With K1.5billion of market liquidity as measured by interbank aggregate current account balances, there was adequate purchasing power in Thursday, 07 May treasury bill sale. With K950million of assets on offer the central bank in Africa’s copper producer Zambia, sold 40% above its offer benchmark raising K1.33billion of a total appetite of K1.8billion in bids observed.
Sanguine government borrowing appetite signs. The central banks reserves the right to borrow in excess of 20% above the assets on offer. A 40% oversubscription signals the regulator breaching its own prescription signaling sanguine funding needs for the state.
T-bills still more attractive. As expected 78% of bids were concentrated in the 1-year tenor whose yields ebbed 25bps lower to 29% of which K968million was allocated in cash terms. Risk skew themes remains one of higher appetite for higher yielding shorter dated assets than bonds given the deteriorating fiscal posture amplified by COVID related risks.
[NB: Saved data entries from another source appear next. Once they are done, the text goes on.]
//! Access decisions.
//!
//! ```text
//!   requirement      no session            session, role missing    otherwise
//!   ───────────      ──────────            ─────────────────────    ─────────
//!   None             Allow                 Allow                    Allow
//!   Authenticated    RedirectTo(Login)     n/a                      Allow
//!   Role(r)          RedirectTo(Login)     RedirectTo(Fallback)     Allow
//! ```
//!
//! The initialization state is not consulted: a guard evaluated before the
//! provider answers simply sees no session. Callers that want a loading
//! screen check [`SessionSnapshot::state`] themselves.

use keygate_session::SessionSnapshot;
use serde::{Deserialize, Serialize};

use crate::RoleResolver;

/// What a route asks of the current user.
#[derive(Debug, Clone, PartialEq, Eq)]
pub enum Requirement {
    None,
    Authenticated,
    /// A client role, matched exactly.
    Role(String),
}

/// Where a denied navigation should go instead.
#[derive(Debug, Clone, PartialEq, Eq)]
pub enum Redirect {
    /// The login entry point.
    Login,
    /// The page for signed-in users who lack a role.
    Fallback,
    /// A fixed path (route aliases such as `/` → `/dashboard`).
    Path(String),
}

/// The guard's verdict.
#[derive(Debug, Clone, PartialEq, Eq)]
pub enum Decision {
    Allow,
    RedirectTo(Redirect),
}

impl Decision {
    pub fn is_allowed(&self) -> bool {
        matches!(self, Decision::Allow)
    }
}

/// Paths for [`Redirect::Login`] and [`Redirect::Fallback`].
#[derive(Debug, Clone, PartialEq, Eq, Serialize, Deserialize)]
#[serde(default)]
pub struct GuardConfig {
    /// Default: `/login`.
    pub login_path: String,
    /// Default: `/dashboard`.
    pub fallback_path: String,
}

impl Default for GuardConfig {
    fn default() -> Self {
        Self {
            login_path: "/login".to_string(),
            fallback_path: "/dashboard".to_string(),
        }
    }
}

/// Decides whether a navigation may proceed.
#[derive(Debug, Clone)]
pub struct RouteGuard {
    resolver: RoleResolver,
    config: GuardConfig,
}

impl RouteGuard {
    pub fn new(resolver: RoleResolver, config: GuardConfig) -> Self {
        Self { resolver, config }
    }

    pub fn decide(&self, snapshot: &SessionSnapshot, requirement: &Requirement) -> Decision {
        let decision = match (requirement, snapshot.session.as_deref()) {
            (Requirement::None, _) => Decision::Allow,
            (Requirement::Authenticated | Requirement::Role(_), None) => {
                Decision::RedirectTo(Redirect::Login)
            }
            (Requirement::Role(role), Some(session)) if !self.resolver.has_role(session, role) => {
                Decision::RedirectTo(Redirect::Fallback)
            }
            (Requirement::Authenticated | Requirement::Role(_), Some(_)) => Decision::Allow,
        };
        if !decision.is_allowed() {
            tracing::debug!(?requirement, ?decision, "navigation redirected");
        }
        decision
    }

    /// The concrete path a redirect points at.
    pub fn path_for<'a>(&'a self, redirect: &'a Redirect) -> &'a str {
        match redirect {
            Redirect::Login => &self.config.login_path,
            Redirect::Fallback => &self.config.fallback_path,
            Redirect::Path(path) => path,
        }
    }

    pub fn resolver(&self) -> &RoleResolver {
        &self.resolver
    }

    pub fn config(&self) -> &GuardConfig {
        &self.config
    }
}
The Bank of Zambia has been active in Open Market Operations (OMO) providing liquidity as part of the prescribed COVID19 stimulus measures to allow for financial stability.
Yields are forecast to climb down if commercial banks do take up the Medium Term Emergency Facility given the differential with the Kwacha demand curve. However the largest inertia will be from government borrowing appetite currently shaping the yield curve.